Segment Open
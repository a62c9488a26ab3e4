use ed25519_dalek::{Signer, SigningKey, Verifier, VerifyingKey};
use serde::de::{self, Visitor};
use serde::{Deserialize, Deserializer, Serialize, Serializer};
use std::fmt;
use thiserror::Error;

use crate::hash::Hash256;

#[derive(Error, Debug)]
pub enum SignatureError {
    #[error("invalid public key")]
    InvalidPublicKey,

    #[error("signature verification failed")]
    Invalid,
}

/// An ed25519 public key identifying a contract party.
#[derive(Clone, Copy, Default, PartialEq, Eq, Hash, Serialize, Deserialize)]
pub struct PublicKey([u8; 32]);

impl PublicKey {
    pub fn from_bytes(bytes: [u8; 32]) -> Self {
        Self(bytes)
    }

    pub fn as_bytes(&self) -> &[u8; 32] {
        &self.0
    }

    pub fn to_hex(&self) -> String {
        hex::encode(self.0)
    }

    /// Verifies `sig` over the 32-byte digest `hash`.
    pub fn verify(&self, hash: &Hash256, sig: &Signature) -> Result<(), SignatureError> {
        let key =
            VerifyingKey::from_bytes(&self.0).map_err(|_| SignatureError::InvalidPublicKey)?;
        let sig = ed25519_dalek::Signature::from_bytes(&sig.0);
        key.verify(hash.as_bytes(), &sig)
            .map_err(|_| SignatureError::Invalid)
    }
}

impl fmt::Debug for PublicKey {
    fn fmt(&self, f: &mut fmt::Formatter<'_>) -> fmt::Result {
        write!(f, "PublicKey({}...)", &self.to_hex()[..8])
    }
}

impl fmt::Display for PublicKey {
    fn fmt(&self, f: &mut fmt::Formatter<'_>) -> fmt::Result {
        write!(f, "{}", self.to_hex())
    }
}

/// A 64-byte ed25519 signature.
#[derive(Clone, Copy, PartialEq, Eq)]
pub struct Signature(pub [u8; 64]);

impl Signature {
    pub fn from_bytes(bytes: [u8; 64]) -> Self {
        Self(bytes)
    }

    pub fn as_bytes(&self) -> &[u8; 64] {
        &self.0
    }

    pub fn to_hex(&self) -> String {
        hex::encode(self.0)
    }
}

impl Default for Signature {
    fn default() -> Self {
        Self([0u8; 64])
    }
}

impl fmt::Debug for Signature {
    fn fmt(&self, f: &mut fmt::Formatter<'_>) -> fmt::Result {
        write!(f, "Signature({}...)", &self.to_hex()[..8])
    }
}

// serde does not derive for 64-byte arrays; encode as a byte string.
impl Serialize for Signature {
    fn serialize<S: Serializer>(&self, serializer: S) -> Result<S::Ok, S::Error> {
        serializer.serialize_bytes(&self.0)
    }
}

struct SignatureVisitor;

impl<'de> Visitor<'de> for SignatureVisitor {
    type Value = Signature;

    fn expecting(&self, f: &mut fmt::Formatter<'_>) -> fmt::Result {
        f.write_str("64 signature bytes")
    }

    fn visit_bytes<E: de::Error>(self, v: &[u8]) -> Result<Signature, E> {
        if v.len() != 64 {
            return Err(E::invalid_length(v.len(), &self));
        }
        let mut arr = [0u8; 64];
        arr.copy_from_slice(v);
        Ok(Signature(arr))
    }

    fn visit_seq<A: de::SeqAccess<'de>>(self, mut seq: A) -> Result<Signature, A::Error> {
        let mut arr = [0u8; 64];
        for (i, slot) in arr.iter_mut().enumerate() {
            *slot = seq
                .next_element()?
                .ok_or_else(|| de::Error::invalid_length(i, &self))?;
        }
        Ok(Signature(arr))
    }
}

impl<'de> Deserialize<'de> for Signature {
    fn deserialize<D: Deserializer<'de>>(deserializer: D) -> Result<Self, D::Error> {
        deserializer.deserialize_bytes(SignatureVisitor)
    }
}

/// The host's persistent identity key. Signs revision digests and derives
/// the public key announced to renters.
pub struct HostKey {
    key: SigningKey,
}

impl HostKey {
    pub fn generate() -> Self {
        let mut rng = rand::rngs::OsRng;
        Self {
            key: SigningKey::generate(&mut rng),
        }
    }

    pub fn from_seed(seed: [u8; 32]) -> Self {
        Self {
            key: SigningKey::from_bytes(&seed),
        }
    }

    pub fn seed(&self) -> [u8; 32] {
        self.key.to_bytes()
    }

    pub fn public_key(&self) -> PublicKey {
        PublicKey(self.key.verifying_key().to_bytes())
    }

    pub fn sign(&self, hash: &Hash256) -> Signature {
        Signature(self.key.sign(hash.as_bytes()).to_bytes())
    }
}

impl fmt::Debug for HostKey {
    fn fmt(&self, f: &mut fmt::Formatter<'_>) -> fmt::Result {
        write!(f, "HostKey({}...)", &self.public_key().to_hex()[..8])
    }
}

#[cfg(test)]
mod tests {
    use super::*;

    #[test]
    fn sign_and_verify() {
        let key = HostKey::from_seed([7u8; 32]);
        let digest = Hash256::from_bytes([9u8; 32]);
        let sig = key.sign(&digest);
        key.public_key().verify(&digest, &sig).unwrap();

        let other = Hash256::from_bytes([10u8; 32]);
        assert!(key.public_key().verify(&other, &sig).is_err());
    }

    #[test]
    fn seed_round_trip() {
        let key = HostKey::generate();
        let restored = HostKey::from_seed(key.seed());
        assert_eq!(key.public_key(), restored.public_key());
    }

    #[test]
    fn signature_serde_round_trip() {
        let sig = Signature::from_bytes([3u8; 64]);
        let bytes = bincode::serialize(&sig).unwrap();
        let parsed: Signature = bincode::deserialize(&bytes).unwrap();
        assert_eq!(sig, parsed);
    }
}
Segment Closed
(What is being asked) Could you reproduce every line of the listing exactly?

(Output of the exercise)
repository a62c9488a26ab3e4
use ed25519_dalek::{Signer, SigningKey, Verifier, VerifyingKey};
use serde::de::{self, Visitor};
use serde::{Deserialize, Deserializer, Serialize, Serializer};
use std::fmt;
use thiserror::Error;

use crate::hash::Hash256;

#[derive(Error, Debug)]
pub enum SignatureError {
    #[error("invalid public key")]
    InvalidPublicKey,

    #[error("signature verification failed")]
    Invalid,
}

/// An ed25519 public key identifying a contract party.
#[derive(Clone, Copy, Default, PartialEq, Eq, Hash, Serialize, Deserialize)]
pub struct PublicKey([u8; 32]);

impl PublicKey {
    pub fn from_bytes(bytes: [u8; 32]) -> Self {
        Self(bytes)
    }

    pub fn as_bytes(&self) -> &[u8; 32] {
        &self.0
    }

    pub fn to_hex(&self) -> String {
        hex::encode(self.0)
    }

    /// Verifies `sig` over the 32-byte digest `hash`.
    pub fn verify(&self, hash: &Hash256, sig: &Signature) -> Result<(), SignatureError> {
        let key =
            VerifyingKey::from_bytes(&self.0).map_err(|_| SignatureError::InvalidPublicKey)?;
        let sig = ed25519_dalek::Signature::from_bytes(&sig.0);
        key.verify(hash.as_bytes(), &sig)
            .map_err(|_| SignatureError::Invalid)
    }
}

impl fmt::Debug for PublicKey {
    fn fmt(&self, f: &mut fmt::Formatter<'_>) -> fmt::Result {
        write!(f, "PublicKey({}...)", &self.to_hex()[..8])
    }
}

impl fmt::Display for PublicKey {
    fn fmt(&self, f: &mut fmt::Formatter<'_>) -> fmt::Result {
        write!(f, "{}", self.to_hex())
    }
}

/// A 64-byte ed25519 signature.
#[derive(Clone, Copy, PartialEq, Eq)]
pub struct Signature(pub [u8; 64]);

impl Signature {
    pub fn from_bytes(bytes: [u8; 64]) -> Self {
        Self(bytes)
    }

    pub fn as_bytes(&self) -> &[u8; 64] {
        &self.0
    }

    pub fn to_hex(&self) -> String {
        hex::encode(self.0)
    }
}

impl Default for Signature {
    fn default() -> Self {
        Self([0u8; 64])
    }
}

impl fmt::Debug for Signature {
    fn fmt(&self, f: &mut fmt::Formatter<'_>) -> fmt::Result {
        write!(f, "Signature({}...)", &self.to_hex()[..8])
    }
}

// serde does not derive for 64-byte arrays; encode as a byte string.
impl Serialize for Signature {
    fn serialize<S: Serializer>(&self, serializer: S) -> Result<S::Ok, S::Error> {
        serializer.serialize_bytes(&self.0)
    }
}

struct SignatureVisitor;

impl<'de> Visitor<'de> for SignatureVisitor {
    type Value = Signature;

    fn expecting(&self, f: &mut fmt::Formatter<'_>) -> fmt::Result {
        f.write_str("64 signature bytes")
    }

    fn visit_bytes<E: de::Error>(self, v: &[u8]) -> Result<Signature, E> {
        if v.len() != 64 {
            return Err(E::invalid_length(v.len(), &self));
        }
        let mut arr = [0u8; 64];
        arr.copy_from_slice(v);
        Ok(Signature(arr))
    }

    fn visit_seq<A: de::SeqAccess<'de>>(self, mut seq: A) -> Result<Signature, A::Error> {
        let mut arr = [0u8; 64];
        for (i, slot) in arr.iter_mut().enumerate() {
            *slot = seq
                .next_element()?
                .ok_or_else(|| de::Error::invalid_length(i, &self))?;
        }
        Ok(Signature(arr))
    }
}

impl<'de> Deserialize<'de> for Signature {
    fn deserialize<D: Deserializer<'de>>(deserializer: D) -> Result<Self, D::Error> {
        deserializer.deserialize_bytes(SignatureVisitor)
    }
}

/// The host's persistent identity key. Signs revision digests and derives
/// the public key announced to renters.
pub struct HostKey {
    key: SigningKey,
}

impl HostKey {
    pub fn generate() -> Self {
        let mut rng = rand::rngs::OsRng;
        Self {
            key: SigningKey::generate(&mut rng),
        }
    }

    pub fn from_seed(seed: [u8; 32]) -> Self {
        Self {
            key: SigningKey::from_bytes(&seed),
        }
    }

    pub fn seed(&self) -> [u8; 32] {
        self.key.to_bytes()
    }

    pub fn public_key(&self) -> PublicKey {
        PublicKey(self.key.verifying_key().to_bytes())
    }

    pub fn sign(&self, hash: &Hash256) -> Signature {
        Signature(self.key.sign(hash.as_bytes()).to_bytes())
    }
}

impl fmt::Debug for HostKey {
    fn fmt(&self, f: &mut fmt::Formatter<'_>) -> fmt::Result {
        write!(f, "HostKey({}...)", &self.public_key().to_hex()[..8])
    }
}

#[cfg(test)]
mod tests {
    use super::*;

    #[test]
    fn sign_and_verify() {
        let key = HostKey::from_seed([7u8; 32]);
        let digest = Hash256::from_bytes([9u8; 32]);
        let sig = key.sign(&digest);
        key.public_key().verify(&digest, &sig).unwrap();

        let other = Hash256::from_bytes([10u8; 32]);
        assert!(key.public_key().verify(&other, &sig).is_err());
    }

    #[test]
    fn seed_round_trip() {
        let key = HostKey::generate();
        let restored = HostKey::from_seed(key.seed());
        assert_eq!(key.public_key(), restored.public_key());
    }

    #[test]
    fn signature_serde_round_trip() {
        let sig = Signature::from_bytes([3u8; 64]);
        let bytes = bincode::serialize(&sig).unwrap();
        let parsed: Signature = bincode::deserialize(&bytes).unwrap();
        assert_eq!(sig, parsed);
    }
}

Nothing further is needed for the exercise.